Records to process:
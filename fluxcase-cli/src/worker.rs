//! Worker Side
//!
//! A worker is this binary started with the worker flag. It announces
//! itself with `Hello`, then evaluates `Run` commands one at a time until
//! told to stop, its input closes, or it receives SIGTERM.
//!
//! The pipe pair comes from `FLUXCASE_IPC_FD` (`<read>,<write>`); without it
//! the worker talks over stdin/stdout, which is handy for poking at it by
//! hand.

use fluxcase_core::{CallLimits, MethodDef, RawOutcome, registered_methods};
use fluxcase_ipc::{
    CaseRequest, FrameError, FrameReader, FrameWriter, IPC_FD_ENV, OutcomeReport,
    SupervisorCommand, WorkerCapabilities, WorkerMessage,
};
use std::io::{Read, Write};
use std::sync::atomic::{AtomicBool, Ordering};
use std::time::Instant;

static TERMINATING: AtomicBool = AtomicBool::new(false);

/// Whether SIGTERM has been received.
pub fn shutdown_requested() -> bool {
    TERMINATING.load(Ordering::Relaxed)
}

#[cfg(unix)]
extern "C" fn on_sigterm(_signal: libc::c_int) {
    TERMINATING.store(true, Ordering::Relaxed);
}

#[cfg(unix)]
fn trap_sigterm() {
    unsafe {
        let mut action: libc::sigaction = std::mem::zeroed();
        action.sa_sigaction = on_sigterm as *const () as usize;
        action.sa_flags = libc::SA_RESTART;
        libc::sigemptyset(&mut action.sa_mask);
        libc::sigaction(libc::SIGTERM, &action, std::ptr::null_mut());
    }
}

#[cfg(not(unix))]
fn trap_sigterm() {}

/// Parse `<read_fd>,<write_fd>`.
fn parse_fd_pair(value: &str) -> Option<(i32, i32)> {
    let (read, write) = value.split_once(',')?;
    Some((read.trim().parse().ok()?, write.trim().parse().ok()?))
}

type Input = Box<dyn Read>;
type Output = Box<dyn Write>;

#[cfg(unix)]
fn inherited_pipes() -> Option<(Input, Output)> {
    use std::os::fd::FromRawFd;

    let value = std::env::var(IPC_FD_ENV).ok()?;
    let Some((read, write)) = parse_fd_pair(&value) else {
        tracing::warn!(
            "ignoring {}={:?}, expected <read_fd>,<write_fd>",
            IPC_FD_ENV,
            value
        );
        return None;
    };
    // The supervisor hands these descriptors to this process alone
    let (input, output) = unsafe {
        (
            std::fs::File::from_raw_fd(read),
            std::fs::File::from_raw_fd(write),
        )
    };
    Some((Box::new(input), Box::new(output)))
}

#[cfg(not(unix))]
fn inherited_pipes() -> Option<(Input, Output)> {
    None
}

/// Worker event loop
pub struct WorkerMain {
    commands: FrameReader<Input>,
    replies: FrameWriter<Output>,
    methods: Vec<&'static MethodDef>,
}

impl WorkerMain {
    /// Worker over the inherited pipes, or stdio without them.
    pub fn new() -> Self {
        let (input, output) = inherited_pipes().unwrap_or_else(|| {
            (
                Box::new(std::io::stdin()) as Input,
                Box::new(std::io::stdout()) as Output,
            )
        });
        Self {
            commands: FrameReader::new(input),
            replies: FrameWriter::new(output),
            methods: registered_methods(),
        }
    }

    /// Serve commands until shutdown.
    pub fn run(&mut self) -> Result<(), FrameError> {
        trap_sigterm();
        fluxcase_core::install_quiet_panic_hook();

        self.replies
            .send(&WorkerMessage::Hello(WorkerCapabilities::current(
                self.methods.len(),
            )))?;

        while !shutdown_requested() {
            let command = match self.commands.recv::<SupervisorCommand>() {
                Ok(command) => command,
                // Supervisor went away
                Err(FrameError::EndOfStream) => break,
                Err(e) => return Err(e),
            };

            match command {
                SupervisorCommand::Run(request) => {
                    let started = Instant::now();
                    let outcome = self.evaluate(&request);
                    self.replies.send(&WorkerMessage::CaseCompleted {
                        outcome,
                        duration_nanos: u64::try_from(started.elapsed().as_nanos())
                            .unwrap_or(u64::MAX),
                    })?;
                }
                SupervisorCommand::Shutdown => break,
            }
        }
        Ok(())
    }

    fn evaluate(&self, request: &CaseRequest) -> OutcomeReport {
        if let Err(message) = request.validate() {
            return OutcomeReport::ArgsRejected { message };
        }

        let def = match resolve(&self.methods, &request.method_id) {
            Ok(def) => def,
            Err(outcome) => return outcome,
        };

        let args = match fluxcase_logic::parse_args(&request.args) {
            Ok(args) => args,
            Err(e) => {
                return OutcomeReport::ArgsRejected {
                    message: e.to_string(),
                };
            }
        };

        tracing::trace!(method = def.id, case = request.case_index, "Evaluating");
        let limits = CallLimits {
            max_depth: request.max_depth,
            max_steps: request.max_steps,
        };
        outcome_report(fluxcase_core::call(def, &args, limits, None))
    }
}

impl Default for WorkerMain {
    fn default() -> Self {
        Self::new()
    }
}

/// The one method registered under `id`.
fn resolve(
    methods: &[&'static MethodDef],
    id: &str,
) -> Result<&'static MethodDef, OutcomeReport> {
    let mut matching = methods.iter().copied().filter(|m| m.id == id);
    match (matching.next(), matching.next()) {
        (Some(def), None) => Ok(def),
        (None, _) => Err(OutcomeReport::UnknownMethod {
            method_id: id.to_string(),
        }),
        (Some(_), Some(_)) => Err(OutcomeReport::DuplicateMethod {
            method_id: id.to_string(),
        }),
    }
}

/// Wire form of a call result.
pub fn outcome_report(raw: RawOutcome) -> OutcomeReport {
    match raw {
        RawOutcome::Returned(value) => OutcomeReport::Returned { value },
        RawOutcome::Faulted(fault) => OutcomeReport::Faulted {
            phrase: fault.category().phrase().to_string(),
        },
        RawOutcome::Interrupted(_) => OutcomeReport::Interrupted,
        RawOutcome::Unmapped(message) => OutcomeReport::Unmapped { message },
        RawOutcome::Bind(err) => OutcomeReport::BindFailed {
            message: err.to_string(),
        },
    }
}

#[cfg(test)]
mod tests {
    use super::*;
    use fluxcase_core::{BindError, Fault};

    #[test]
    fn test_outcome_report_mapping() {
        assert_eq!(
            outcome_report(RawOutcome::Returned(Some("5".to_string()))),
            OutcomeReport::Returned {
                value: Some("5".to_string())
            }
        );
        assert_eq!(
            outcome_report(RawOutcome::Faulted(Fault::DivideByZero)),
            OutcomeReport::Faulted {
                phrase: "divide by zero".to_string()
            }
        );
        assert!(matches!(
            outcome_report(RawOutcome::Bind(BindError::Arity {
                expected: 0,
                got: 1
            })),
            OutcomeReport::BindFailed { .. }
        ));
    }

    fn no_params() -> Vec<fluxcase_core::ParamType> {
        Vec::new()
    }

    fn noop(_args: &[fluxcase_core::ArgValue]) -> Result<Option<String>, BindError> {
        Ok(None)
    }

    fn def_named(name: &'static str) -> &'static MethodDef {
        Box::leak(Box::new(MethodDef {
            id: "worker_tests::shared",
            name,
            class: None,
            tags: &[],
            cases: &[],
            params_fn: no_params,
            invoke_fn: noop,
            file: "worker_tests.rs",
            line: 1,
            module_path: "worker_tests",
        }))
    }

    #[test]
    fn test_resolve_requires_unique_id() {
        let first = def_named("first");
        let second = def_named("second");

        assert_eq!(resolve(&[first], "worker_tests::shared").map(|d| d.name), Ok("first"));
        assert_eq!(
            resolve(&[first, second], "worker_tests::shared").map(|d| d.name),
            Err(OutcomeReport::DuplicateMethod {
                method_id: "worker_tests::shared".to_string()
            })
        );
        assert!(matches!(
            resolve(&[first], "worker_tests::other"),
            Err(OutcomeReport::UnknownMethod { .. })
        ));
    }

    #[test]
    fn test_parse_fd_pair() {
        assert_eq!(parse_fd_pair("3,4"), Some((3, 4)));
        assert_eq!(parse_fd_pair(" 3 , 4"), Some((3, 4)));
        assert_eq!(parse_fd_pair("3"), None);
        assert_eq!(parse_fd_pair("a,4"), None);
    }
}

What to do:
The answer should contain only the lines from the first line of the entries through the line holding "static TERMINATING: AtomicBool", each exactly as written.

Task answer:
filename fluxcase-cli/src/worker.rs
//! Worker Side
//!
//! A worker is this binary started with the worker flag. It announces
//! itself with `Hello`, then evaluates `Run` commands one at a time until
//! told to stop, its input closes, or it receives SIGTERM.
//!
//! The pipe pair comes from `FLUXCASE_IPC_FD` (`<read>,<write>`); without it
//! the worker talks over stdin/stdout, which is handy for poking at it by
//! hand.

use fluxcase_core::{CallLimits, MethodDef, RawOutcome, registered_methods};
use fluxcase_ipc::{
    CaseRequest, FrameError, FrameReader, FrameWriter, IPC_FD_ENV, OutcomeReport,
    SupervisorCommand, WorkerCapabilities, WorkerMessage,
};
use std::io::{Read, Write};
use std::sync::atomic::{AtomicBool, Ordering};
use std::time::Instant;

static TERMINATING: AtomicBool = AtomicBool::new(false);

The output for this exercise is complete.